Figure 2. The College published the proceedings of the 1917 Clinical Congress in both Surgery, Gynecology, & Obstetrics, and as a bound volume

And preparation was vital. The destructive power of modern weapons and the scale of casualties challenged the medical capabilities of all belligerent countries. By war’s end, neurosurgery for brain injuries, laparotomy for abdominal wounds, and forward surgery had become routine.6-8 Research into shock by Dr. Crile, physiologists Walter Cannon and William Bayliss, and other investigators contributed new approaches to the treatment of the wounded. A debate about the relative merits of colloid, crystalloid, or blood in resuscitation intensified and continues to this day.9

But these scientific and practical advances needed to be communicated to the civilian surgeons who would enter service.
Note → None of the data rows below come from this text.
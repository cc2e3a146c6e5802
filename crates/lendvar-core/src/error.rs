//! Error types for core identifiers.

use thiserror::Error;

/// A specialized Result type for core operations.
pub type CoreResult<T> = Result<T, CoreError>;

/// Errors raised while constructing core types.
#[derive(Error, Debug, Clone, PartialEq, Eq)]
pub enum CoreError {
    /// An identifier was empty or contained only whitespace.
    #[error("Empty {kind} identifier")]
    EmptyIdentifier {
        /// What kind of identifier was being built.
        kind: &'static str,
    },
}

impl CoreError {
    /// Creates an empty identifier error.
    #[must_use]
    pub fn empty_identifier(kind: &'static str) -> Self {
        Self::EmptyIdentifier { kind }
    }
}

#[cfg(test)]
mod tests {
    use super::*;

    #[test]
    fn test_error_display() {
        let err = CoreError::empty_identifier("asset symbol");
        assert_eq!(err.to_string(), "Empty asset symbol identifier");
    }
}
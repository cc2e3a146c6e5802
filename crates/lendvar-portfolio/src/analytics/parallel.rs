//! Parallel processing utilities for revaluation passes.
//!
//! Provides conditional parallel iteration based on configuration
//! and collection size. Uses rayon when the `parallel` feature is enabled.
//! Every helper returns results in input order, so switching between the
//! sequential and parallel path never reorders a scenario distribution.

use crate::types::RevaluationConfig;

/// Maps a function over items, conditionally using parallel iteration.
///
/// Uses parallel iteration when:
/// - The `parallel` feature is enabled
/// - `config.parallel` is true
/// - The collection size reaches `config.parallel_threshold`
#[allow(unused_variables)]
pub fn maybe_parallel_map<T, U, F>(items: &[T], config: &RevaluationConfig, f: F) -> Vec<U>
where
    T: Sync,
    U: Send,
    F: Fn(&T) -> U + Sync + Send,
{
    #[cfg(feature = "parallel")]
    {
        use rayon::prelude::*;
        if config.should_parallelize(items.len()) {
            return items.par_iter().map(f).collect();
        }
    }

    items.iter().map(f).collect()
}

/// Maps a function over consecutive rows of `width` values.
///
/// `values.len()` must be a multiple of `width`; a trailing partial row is
/// ignored.
///
/// # Panics
///
/// Panics if `width` is zero.
#[allow(unused_variables)]
pub fn maybe_parallel_rows_map<U, F>(
    values: &[f64],
    width: usize,
    config: &RevaluationConfig,
    f: F,
) -> Vec<U>
where
    U: Send,
    F: Fn(&[f64]) -> U + Sync + Send,
{
    assert!(width > 0, "row width must be positive");

    #[cfg(feature = "parallel")]
    {
        use rayon::prelude::*;
        if config.should_parallelize(values.len() / width) {
            return values.par_chunks_exact(width).map(f).collect();
        }
    }

    values.chunks_exact(width).map(f).collect()
}

#[cfg(test)]
mod tests {
    use super::*;

    #[test]
    fn test_maybe_parallel_map() {
        let config = RevaluationConfig::sequential();
        let items = vec![1, 2, 3, 4, 5];
        let results: Vec<i32> = maybe_parallel_map(&items, &config, |x| x * 2);
        assert_eq!(results, vec![2, 4, 6, 8, 10]);
    }

    #[test]
    fn test_maybe_parallel_rows_map_keeps_order() {
        let values: Vec<f64> = (0..1000).map(f64::from).collect();
        let sequential =
            maybe_parallel_rows_map(&values, 4, &RevaluationConfig::sequential(), |row| row.iter().sum::<f64>());
        let parallel = maybe_parallel_rows_map(
            &values,
            4,
            &RevaluationConfig::new().with_threshold(1),
            |row| row.iter().sum::<f64>(),
        );
        assert_eq!(sequential.len(), 250);
        assert_eq!(sequential, parallel);
        assert_eq!(sequential[0], 6.0);
    }
}
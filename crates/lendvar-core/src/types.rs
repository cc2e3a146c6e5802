//! Identifier newtypes.

use std::fmt;

use serde::{Deserialize, Serialize};

use crate::error::{CoreError, CoreResult};

/// Asset symbol, the unique key of an asset (e.g. `WETH`, `USDC`).
///
/// Symbols are case-sensitive: `weETH` and `WEETH` are different assets.
#[derive(Debug, Clone, PartialEq, Eq, Hash, PartialOrd, Ord, Serialize, Deserialize)]
#[serde(try_from = "String", into = "String")]
pub struct AssetSymbol(String);

impl AssetSymbol {
    /// Creates a symbol, trimming surrounding whitespace.
    pub fn new(symbol: impl AsRef<str>) -> CoreResult<Self> {
        let trimmed = symbol.as_ref().trim();
        if trimmed.is_empty() {
            return Err(CoreError::empty_identifier("asset symbol"));
        }
        Ok(Self(trimmed.to_string()))
    }

    /// Returns the symbol as a string slice.
    pub fn as_str(&self) -> &str {
        &self.0
    }
}

impl fmt::Display for AssetSymbol {
    fn fmt(&self, f: &mut fmt::Formatter<'_>) -> fmt::Result {
        write!(f, "{}", self.0)
    }
}

impl AsRef<str> for AssetSymbol {
    fn as_ref(&self) -> &str {
        &self.0
    }
}

impl TryFrom<&str> for AssetSymbol {
    type Error = CoreError;

    fn try_from(s: &str) -> CoreResult<Self> {
        Self::new(s)
    }
}

impl TryFrom<String> for AssetSymbol {
    type Error = CoreError;

    fn try_from(s: String) -> CoreResult<Self> {
        Self::new(s)
    }
}

impl From<AssetSymbol> for String {
    fn from(symbol: AssetSymbol) -> Self {
        symbol.0
    }
}

/// Borrower account identifier (typically a wallet address).
#[derive(Debug, Clone, PartialEq, Eq, Hash, PartialOrd, Ord, Serialize, Deserialize)]
#[serde(try_from = "String", into = "String")]
pub struct AccountId(String);

impl AccountId {
    /// Creates an account id, trimming surrounding whitespace.
    pub fn new(id: impl AsRef<str>) -> CoreResult<Self> {
        let trimmed = id.as_ref().trim();
        if trimmed.is_empty() {
            return Err(CoreError::empty_identifier("account"));
        }
        Ok(Self(trimmed.to_string()))
    }

    /// Returns the id as a string slice.
    pub fn as_str(&self) -> &str {
        &self.0
    }
}

impl fmt::Display for AccountId {
    fn fmt(&self, f: &mut fmt::Formatter<'_>) -> fmt::Result {
        write!(f, "{}", self.0)
    }
}

impl TryFrom<&str> for AccountId {
    type Error = CoreError;

    fn try_from(s: &str) -> CoreResult<Self> {
        Self::new(s)
    }
}

impl TryFrom<String> for AccountId {
    type Error = CoreError;

    fn try_from(s: String) -> CoreResult<Self> {
        Self::new(s)
    }
}

impl From<AccountId> for String {
    fn from(id: AccountId) -> Self {
        id.0
    }
}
As U.S. forces mobilized, the College devoted the 1917 Clinical Congress to war surgery to help prepare its American membership for the challenges to come (see Figure 2)—challenges that many of the College’s Canadian Fellows had been bearing since autumn 1914. The Convocation featured patriotic music from John Philip Sousa’s band and a stirring speech by Sir Berkeley Moynihan, now a colonel in the British Army. Practical sessions included talks on medical organization, treatment of wounds, rehabilitation, and the control of venereal disease. By November 11, 1918, approximately half of the College membership had seen active service in the U.S. or Canadian armed forces. ♦

Acknowledgments

The author gratefully acknowledges the assistance of Meghan Kennedy, Archivist, ACS Division of Member Services, and Renee Ziemer, coordinator, W. Bruce Fye Center for the History of Medicine, Mayo Clinic, Rochester, MN.